On Semi had to borrow to pay the $1bn in cash needed to buy the Atmel businesses it wanted. The rule seems to be right that if you need to get a loan to buy a company in the electronics business right now, you might as well forget about it. It was tough enough in the summer, as Cadence Design Systems found out. In an environment where even IC unit shipments are falling, as SEMI indicated for the third quarter of the year, you need to be really, really sure you want to make that purchase.
Microchip's problem is that 8bit microcontroller sales in general have flatlined in the past few years. The only way to get any movement in sales is to grow market share, which is tough in the 8bit business at the best of times and very tricky in a recession. Microchip benefited from Freescale (then Motorola) fumbling the ball in the late 1990s and ultimately knocked the Texas-based company off the number-one slot in 8bit microcontrollers in 2006. Freescale, however, is larger than Microchip in the wider market for microcontrollers thanks to a longstanding presence in both 16 and 32bit architectures.

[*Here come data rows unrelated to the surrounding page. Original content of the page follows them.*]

impl CacheClient {
    /// Validates the configuration, builds the node set, warms the pools,
    /// and starts the maintenance task.
    ///
    /// Unreachable servers do not fail the connect: they start dead and
    /// enter the revival cycle.
    ///
    /// # Errors
    /// Returns an error when the configuration is invalid.
    pub async fn connect(config: ClientConfig) -> ClientResult<Self> {
        config.validate().map_err(ClientError::Config)?;
        let transcoder = config.transcoder.build();
        let keys = config.key_transformer.clone();
        let pool = ServerPool::start(&config).await?;
        Ok(Self {
            pool,
            transcoder,
            keys,
        })
    }

    /// Stops background maintenance and closes every socket.
    pub fn shutdown(&self) {
        self.pool.shutdown();
    }

    /// Fetches a value.
    pub async fn get(&self, key: &str) -> OperationResult<Value> {
        let pkey = match self.keys.transform(key.as_bytes()) {
            Ok(pkey) => pkey,
            Err(error) => return OperationResult::client(&error),
        };
        let request = Request::Get { key: pkey.clone() };
        match self.run_one(&pkey, request).await {
            Ok(reply) => self.shape_get(reply),
            Err(error) => OperationResult::client(&error),
        }
    }

    /// Fetches a value together with its cas token.
    ///
    /// Identical to [`CacheClient::get`] on the wire; the cas token rides
    /// on every get result.
    pub async fn get_with_cas(&self, key: &str) -> OperationResult<Value> {
        self.get(key).await
    }

    /// Fetches many values in one parallel fan-out.
    ///
    /// The result maps each found key to its value; missing keys, keys on
    /// dead nodes, and undecodable payloads are simply absent.
    pub async fn multi_get<I, S>(&self, keys: I) -> HashMap<String, Value>
    where
        I: IntoIterator<Item = S>,
        S: AsRef<str>,
    {
        self.fetch_batch(keys)
            .await
            .into_iter()
            .filter_map(|(key, reply)| match self.transcoder.decode(&reply.payload()) {
                Ok(value) => Some((key, value)),
                Err(error) => {
                    debug!(%key, %error, "batch entry failed to decode");
                    None
                }
            })
            .collect()
    }

    /// Like [`CacheClient::multi_get`], with each entry's cas token.
    pub async fn multi_get_with_cas<I, S>(&self, keys: I) -> HashMap<String, (Value, u64)>
    where
        I: IntoIterator<Item = S>,
        S: AsRef<str>,
    {
        self.fetch_batch(keys)
            .await
            .into_iter()
            .filter_map(|(key, reply)| match self.transcoder.decode(&reply.payload()) {
                Ok(value) => Some((key, (value, reply.cas))),
                Err(error) => {
                    debug!(%key, %error, "batch entry failed to decode");
                    None
                }
            })
            .collect()
    }

    /// Stores a value under the given mode.
    pub async fn store(
        &self,
        mode: StoreMode,
        key: &str,
        value: impl Into<Value>,
        expiration: Expiration,
    ) -> OperationResult<()> {
        self.store_cas(mode, key, value, 0, expiration).await
    }

    /// Stores a value only if the item's cas token still matches.
    pub async fn store_cas(
        &self,
        mode: StoreMode,
        key: &str,
        value: impl Into<Value>,
        cas: u64,
        expiration: Expiration,
    ) -> OperationResult<()> {
        let prepared = self.keys.transform(key.as_bytes()).and_then(|pkey| {
            let payload = self.transcoder.encode(&value.into())?;
            let expiration = expiration.normalize(SystemTime::now())?;
            Ok((pkey, payload, expiration))
        });
        let (pkey, payload, expiration) = match prepared {
            Ok(prepared) => prepared,
            Err(error) => return OperationResult::client(&error),
        };

        let request = Request::Store {
            mode,
            key: pkey.clone(),
            payload,
            expiration,
            cas,
        };
        match self.run_one(&pkey, request).await {
            Ok(reply) => shape_status(&reply),
            Err(error) => OperationResult::client(&error),
        }
    }

    /// Stores unconditionally.
    pub async fn set(
        &self,
        key: &str,
        value: impl Into<Value>,
        expiration: Expiration,
    ) -> OperationResult<()> {
        self.store(StoreMode::Set, key, value, expiration).await
    }

    /// Stores only if the key is absent.
    pub async fn add(
        &self,
        key: &str,
        value: impl Into<Value>,
        expiration: Expiration,
    ) -> OperationResult<()> {
        self.store(StoreMode::Add, key, value, expiration).await
    }

    /// Stores only if the key is present.
    pub async fn replace(
        &self,
        key: &str,
        value: impl Into<Value>,
        expiration: Expiration,
    ) -> OperationResult<()> {
        self.store(StoreMode::Replace, key, value, expiration).await
    }

    /// Appends raw bytes to an existing value.
    pub async fn append(&self, key: &str, data: impl Into<Bytes>) -> OperationResult<()> {
        self.concat(ConcatDirection::Append, key, data.into()).await
    }

    /// Prepends raw bytes to an existing value.
    pub async fn prepend(&self, key: &str, data: impl Into<Bytes>) -> OperationResult<()> {
        self.concat(ConcatDirection::Prepend, key, data.into()).await
    }

    async fn concat(
        &self,
        direction: ConcatDirection,
        key: &str,
        data: Bytes,
    ) -> OperationResult<()> {
        let pkey = match self.keys.transform(key.as_bytes()) {
            Ok(pkey) => pkey,
            Err(error) => return OperationResult::client(&error),
        };
        let request = Request::Concat {
            direction,
            key: pkey.clone(),
            data,
            cas: 0,
        };
        match self.run_one(&pkey, request).await {
            Ok(reply) => shape_status(&reply),
            Err(error) => OperationResult::client(&error),
        }
    }

    /// Adds `delta` to a numeric value, returning the new value.
    ///
    /// With `initial` set, a missing key is seeded with that value (and
    /// the given expiration); with `initial` absent, a missing key fails
    /// with `KeyNotFound`.
    pub async fn increment(
        &self,
        key: &str,
        delta: u64,
        initial: Option<u64>,
        expiration: Expiration,
    ) -> OperationResult<u64> {
        self.delta(DeltaDirection::Increment, key, delta, initial, expiration)
            .await
    }

    /// Subtracts `delta` from a numeric value (floored at zero),
    /// returning the new value. `initial` works as in
    /// [`CacheClient::increment`].
    pub async fn decrement(
        &self,
        key: &str,
        delta: u64,
        initial: Option<u64>,
        expiration: Expiration,
    ) -> OperationResult<u64> {
        self.delta(DeltaDirection::Decrement, key, delta, initial, expiration)
            .await
    }

    async fn delta(
        &self,
        direction: DeltaDirection,
        key: &str,
        delta: u64,
        initial: Option<u64>,
        expiration: Expiration,
    ) -> OperationResult<u64> {
        let prepared = self.keys.transform(key.as_bytes()).and_then(|pkey| {
            let expiration = match initial {
                Some(_) => expiration.normalize(SystemTime::now())?,
                None => DELTA_NO_CREATE,
            };
            Ok((pkey, expiration))
        });
        let (pkey, expiration) = match prepared {
            Ok(prepared) => prepared,
            Err(error) => return OperationResult::client(&error),
        };

        let request = Request::Delta {
            direction,
            key: pkey.clone(),
            delta,
            initial: initial.unwrap_or(0),
            expiration,
        };
        match self.run_one(&pkey, request).await {
            Ok(reply) => shape_counter(&reply),
            Err(error) => OperationResult::client(&error),
        }
    }

    /// Removes a key. Removing an absent key fails with `KeyNotFound`.
    pub async fn delete(&self, key: &str) -> OperationResult<()> {
        let pkey = match self.keys.transform(key.as_bytes()) {
            Ok(pkey) => pkey,
            Err(error) => return OperationResult::client(&error),
        };
        let request = Request::Delete {
            key: pkey.clone(),
            cas: 0,
        };
        match self.run_one(&pkey, request).await {
            Ok(reply) => shape_status(&reply),
            Err(error) => OperationResult::client(&error),
        }
    }

    /// Invalidates every item on every live node, optionally after a
    /// delay.
    pub async fn flush(&self, delay: Option<Duration>) -> OperationResult<()> {
        let delay = match delay {
            None => 0,
            Some(duration) => u32::try_from(duration.as_secs()).unwrap_or(u32::MAX),
        };
        let outcomes = self.pool.broadcast(&Request::Flush { delay }).await;
        if outcomes.is_empty() {
            return OperationResult::client(&ClientError::NodeUnavailable);
        }
        for (node, outcome) in outcomes {
            match outcome.map(ember_proto::Response::into_one) {
                Ok(Some(reply)) if reply.status.is_success() => {}
                Ok(Some(reply)) => return OperationResult::server(reply.status, 0, reply.text()),
                Ok(None) => {
                    return OperationResult::client(&ClientError::Protocol(
                        ProtoError::UnexpectedResponse {
                            reason: "expected a single reply",
                        },
                    ))
                }
                Err(error) => {
                    debug!(%node, %error, "flush failed on node");
                    return OperationResult::client(&error);
                }
            }
        }
        OperationResult::ok(None, 0)
    }

    /// Collects the statistics table from every live node, keyed by
    /// server address. Failing nodes are absent from the result.
    pub async fn stats(&self) -> HashMap<String, Vec<(String, String)>> {
        let outcomes = self.pool.broadcast(&Request::Stats { key: None }).await;
        let mut tables = HashMap::new();
        for (node, outcome) in outcomes {
            match outcome {
                Ok(ember_proto::Response::Stats(table)) => {
                    tables.insert(node, table);
                }
                Ok(_) => debug!(%node, "stats paired with a non-stats response"),
                Err(error) => debug!(%node, %error, "stats failed on node"),
            }
        }
        tables
    }

    /// Collects the version string from every live node, keyed by server
    /// address. Failing nodes are absent from the result.
    pub async fn version(&self) -> HashMap<String, String> {
        let outcomes = self.pool.broadcast(&Request::Version).await;
        let mut versions = HashMap::new();
        for (node, outcome) in outcomes {
            match outcome.map(ember_proto::Response::into_one) {
                Ok(Some(reply)) if reply.status.is_success() => {
                    versions.insert(node, reply.text().unwrap_or_default());
                }
                Ok(_) => {}
                Err(error) => debug!(%node, %error, "version failed on node"),
            }
        }
        versions
    }

    /// Transforms keys, fans the batch out, and maps replies back onto
    /// the caller's key strings.
    async fn fetch_batch<I, S>(&self, keys: I) -> HashMap<String, Reply>
    where
        I: IntoIterator<Item = S>,
        S: AsRef<str>,
    {
        let mut names: HashMap<Bytes, String> = HashMap::new();
        let mut pkeys = Vec::new();
        for key in keys {
            let key = key.as_ref();
            match self.keys.transform(key.as_bytes()) {
                Ok(pkey) => {
                    if names.insert(pkey.clone(), key.to_string()).is_none() {
                        pkeys.push(pkey);
                    }
                }
                Err(error) => debug!(%key, %error, "batch key rejected"),
            }
        }
        if pkeys.is_empty() {
            return HashMap::new();
        }

        self.pool
            .get_batch(pkeys)
            .await
            .into_iter()
            .filter_map(|(pkey, reply)| names.remove(&pkey).map(|name| (name, reply)))
            .collect()
    }

    async fn run_one(&self, pkey: &Bytes, request: Request) -> ClientResult<Reply> {
        self.pool
            .execute(pkey, request)
            .await?
            .into_one()
            .ok_or(ClientError::Protocol(ProtoError::UnexpectedResponse {
                reason: "expected a single reply",
            }))
    }

    fn shape_get(&self, reply: Reply) -> OperationResult<Value> {
        if !reply.status.is_success() {
            return OperationResult::server(reply.status, reply.cas, describe(&reply));
        }
        let payload = reply.payload();
        match self.transcoder.decode(&payload) {
            Ok(value) => OperationResult::ok(Some(value), reply.cas),
            Err(error) => {
                // The bytes stay reachable even though decoding failed.
                OperationResult::client(&ClientError::Transcode(error))
                    .with_raw(payload)
                    .with_cas(reply.cas)
            }
        }
    }
}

One of the few architectures in 8bit to be less than 20 years old, AVR has built up a solid fan base among embedded-systems engineers. The company wanted a core done properly and got Nordic Semiconductor to design one for it that did not suffer the problems of earlier processors. Among other things, the AVR microcontroller drives the capacitive touch sensing technology that Atmel wants to sell to handset makers keen on making their own iPhone-like devices.
Before the semiconductor business ran into a wall in the Autumn, AVR sales grew as much as 25 per cent from 2007 to 2008. Atmel logged just over $100m in AVR sales alone in the third quarter and took in $144m if other products, such as the 32bit ARM-based devices, are included. Microchip's total microcontroller sales for that quarter were just over $217m. Freescale saw its microcontroller sales slip more than 10 per cent to $408m in the third quarter. With Atmel's help, Microchip would be in a position to catch and ultimately overtake Freescale, although Renesas Technology would remain the world's biggest microcontroller maker.
Without Atmel, Microchip has to rely on comparatively new architectures in its portfolio. In the 32bit space, the company has a major challenge: selling a new architecture based on a design by MIPS against not only Renesas but an aggressive line-up of companies with ARM cores, many of whom have agreed on a binary compatibility system that will make it easy for customers to not only switch products but vendors. Microchip came close to buying an ARM licence but, for whatever reason, decided to go it alone with the MIPS option. And the company faces a headwind trying to sell its higher-end 8bit micros against Atmel's.
It was, and remains, a deal that Microchip really wants to do.